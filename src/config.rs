use config::{Config, ConfigError, Environment, File};
use serde::{Deserialize, Serialize};
use std::env;
use std::time::Duration;

pub const MAX_RETRY_ATTEMPTS: u32 = 10;

#[derive(Debug, Clone, Default, Serialize, Deserialize)]
#[serde(default)]
pub struct AppConfig {
    pub server: ServerConfig,
    pub database: DatabaseConfig,
    pub scraper: ScraperConfig,
    pub batch: BatchConfig,
    pub notifications: NotificationsConfig,
    pub metrics: MetricsConfig,
}

#[derive(Debug, Clone, Serialize, Deserialize)]
#[serde(default)]
pub struct ServerConfig {
    pub host: String,
    pub port: u16,
}

#[derive(Debug, Clone, Serialize, Deserialize)]
#[serde(default)]
pub struct DatabaseConfig {
    pub url: String,
    pub max_connections: u32,
    pub min_connections: u32,
    pub acquire_timeout: u64,
}

#[derive(Debug, Clone, Serialize, Deserialize)]
#[serde(default)]
pub struct ScraperConfig {
    pub max_concurrent_checks: usize,
    pub request_timeout: u64,
    pub user_agent: String,
    pub min_fetch_interval_ms: u64,
    pub retry_attempts: u32,
    pub retry_delay_ms: u64,
    pub retry_backoff: f64,
    /// Upper bound for any single delay between attempts.
    pub retry_max_delay_ms: u64,
}

#[derive(Debug, Clone, Serialize, Deserialize)]
#[serde(default)]
pub struct BatchConfig {
    pub batch_size: usize,
    /// Cron expression with a seconds field.
    pub schedule: String,
    pub run_timeout_secs: u64,
}

#[derive(Debug, Clone, Default, Serialize, Deserialize)]
#[serde(default)]
pub struct NotificationsConfig {
    pub smtp: SmtpConfig,
}

#[derive(Debug, Clone, Serialize, Deserialize)]
#[serde(default)]
pub struct SmtpConfig {
    /// Empty disables delivery; notifications are logged instead.
    pub host: String,
    pub port: u16,
    pub username: Option<String>,
    pub password: Option<String>,
    pub from_address: Option<String>,
    pub from_name: String,
    pub use_tls: bool,
}

#[derive(Debug, Clone, Serialize, Deserialize)]
#[serde(default)]
pub struct MetricsConfig {
    pub enabled: bool,
    pub port: u16,
}

impl Default for ServerConfig {
    fn default() -> Self {
        Self {
            host: "0.0.0.0".to_string(),
            port: 3000,
        }
    }
}

impl Default for DatabaseConfig {
    fn default() -> Self {
        Self {
            url: "sqlite://data/pricewatch.db".to_string(),
            max_connections: 5,
            min_connections: 1,
            acquire_timeout: 30,
        }
    }
}

impl Default for ScraperConfig {
    fn default() -> Self {
        Self {
            max_concurrent_checks: 4,
            request_timeout: 30,
            user_agent: concat!("PriceWatch/", env!("CARGO_PKG_VERSION")).to_string(),
            min_fetch_interval_ms: 500,
            retry_attempts: 1,
            retry_delay_ms: 1000,
            retry_backoff: 2.0,
            retry_max_delay_ms: 30_000,
        }
    }
}

impl Default for BatchConfig {
    fn default() -> Self {
        Self {
            batch_size: 10,
            schedule: "0 0 * * * *".to_string(),
            run_timeout_secs: 3600,
        }
    }
}

impl Default for SmtpConfig {
    fn default() -> Self {
        Self {
            host: String::new(),
            port: 587,
            username: None,
            password: None,
            from_address: None,
            from_name: "PriceWatch".to_string(),
            use_tls: true,
        }
    }
}

impl Default for MetricsConfig {
    fn default() -> Self {
        Self {
            enabled: false,
            port: 9001,
        }
    }
}

impl ScraperConfig {
    pub fn request_timeout(&self) -> Duration {
        Duration::from_secs(self.request_timeout)
    }

    pub fn min_fetch_interval(&self) -> Duration {
        Duration::from_millis(self.min_fetch_interval_ms)
    }

    pub fn retry_max_delay(&self) -> Duration {
        Duration::from_millis(self.retry_max_delay_ms)
    }
}

impl BatchConfig {
    pub fn run_timeout(&self) -> Duration {
        Duration::from_secs(self.run_timeout_secs)
    }
}

impl SmtpConfig {
    pub fn is_enabled(&self) -> bool {
        !self.host.trim().is_empty()
    }
}

impl AppConfig {
    pub fn from_env() -> Result<Self, ConfigError> {
        let run_mode = env::var("RUN_MODE").unwrap_or_else(|_| "development".into());

        let s = Config::builder()
            // Start with default configuration
            .add_source(File::with_name("config/default").required(false))
            // Add environment-specific config
            .add_source(File::with_name(&format!("config/{}", run_mode)).required(false))
            // Add local config (ignored by git)
            .add_source(File::with_name("config/local").required(false))
            // Add environment variables with prefix "PRICEWATCH_"
            .add_source(Environment::with_prefix("PRICEWATCH").separator("__"))
            .build()?;

        let config: AppConfig = s.try_deserialize()?;
        config.validate()?;
        Ok(config)
    }

    pub fn validate(&self) -> Result<(), ConfigError> {
        if self.server.port == 0 {
            return Err(ConfigError::Message("Server port must be greater than 0".into()));
        }

        if self.database.url.trim().is_empty() {
            return Err(ConfigError::Message("Database url must not be empty".into()));
        }

        if self.database.max_connections == 0 {
            return Err(ConfigError::Message("Database max_connections must be greater than 0".into()));
        }

        if self.database.min_connections > self.database.max_connections {
            return Err(ConfigError::Message("Database min_connections cannot exceed max_connections".into()));
        }

        if self.scraper.max_concurrent_checks == 0 {
            return Err(ConfigError::Message("Scraper max_concurrent_checks must be greater than 0".into()));
        }

        if self.scraper.retry_attempts == 0 {
            return Err(ConfigError::Message("Scraper retry_attempts must be at least 1".into()));
        }

        if self.scraper.retry_attempts > MAX_RETRY_ATTEMPTS {
            return Err(ConfigError::Message(format!(
                "Scraper retry_attempts cannot exceed {}",
                MAX_RETRY_ATTEMPTS
            )));
        }

        if !self.scraper.retry_backoff.is_finite() || self.scraper.retry_backoff < 1.0 {
            return Err(ConfigError::Message("Scraper retry_backoff must be at least 1.0".into()));
        }

        if self.batch.batch_size == 0 {
            return Err(ConfigError::Message("Batch batch_size must be greater than 0".into()));
        }

        if !is_valid_cron(&self.batch.schedule) {
            return Err(ConfigError::Message("Invalid cron expression in batch.schedule".into()));
        }

        if self.batch.run_timeout_secs == 0 {
            return Err(ConfigError::Message("Batch run_timeout_secs must be greater than 0".into()));
        }

        if self.notifications.smtp.is_enabled() && self.notifications.smtp.port == 0 {
            return Err(ConfigError::Message("SMTP port must be greater than 0".into()));
        }

        if self.metrics.enabled && self.metrics.port == 0 {
            return Err(ConfigError::Message("Metrics port must be greater than 0".into()));
        }

        Ok(())
    }
}

/// Basic cron validation: seconds, minute, hour, day, month, weekday and an optional year.
pub fn is_valid_cron(cron_expr: &str) -> bool {
    let parts: Vec<&str> = cron_expr.split_whitespace().collect();
    if parts.len() != 6 && parts.len() != 7 {
        return false;
    }

    // Allow numbers, ranges, lists, wildcards and steps
    parts.iter().all(|part| {
        part.chars()
            .all(|c| c.is_ascii_digit() || matches!(c, '*' | '-' | ',' | '/' | '?'))
    })
}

---*---

* WHAT THE TASK ASKS
Write out exactly the lines that fall from the line with "if self.database.max_connections == 0" to the line with "if self.batch.batch_size == 0" in the records above, keeping both ends.

* ANSWER TO THE PROBLEM
        if self.database.max_connections == 0 {
            return Err(ConfigError::Message("Database max_connections must be greater than 0".into()));
        }

        if self.database.min_connections > self.database.max_connections {
            return Err(ConfigError::Message("Database min_connections cannot exceed max_connections".into()));
        }

        if self.scraper.max_concurrent_checks == 0 {
            return Err(ConfigError::Message("Scraper max_concurrent_checks must be greater than 0".into()));
        }

        if self.scraper.retry_attempts == 0 {
            return Err(ConfigError::Message("Scraper retry_attempts must be at least 1".into()));
        }

        if self.scraper.retry_attempts > MAX_RETRY_ATTEMPTS {
            return Err(ConfigError::Message(format!(
                "Scraper retry_attempts cannot exceed {}",
                MAX_RETRY_ATTEMPTS
            )));
        }

        if !self.scraper.retry_backoff.is_finite() || self.scraper.retry_backoff < 1.0 {
            return Err(ConfigError::Message("Scraper retry_backoff must be at least 1.0".into()));
        }

        if self.batch.batch_size == 0 {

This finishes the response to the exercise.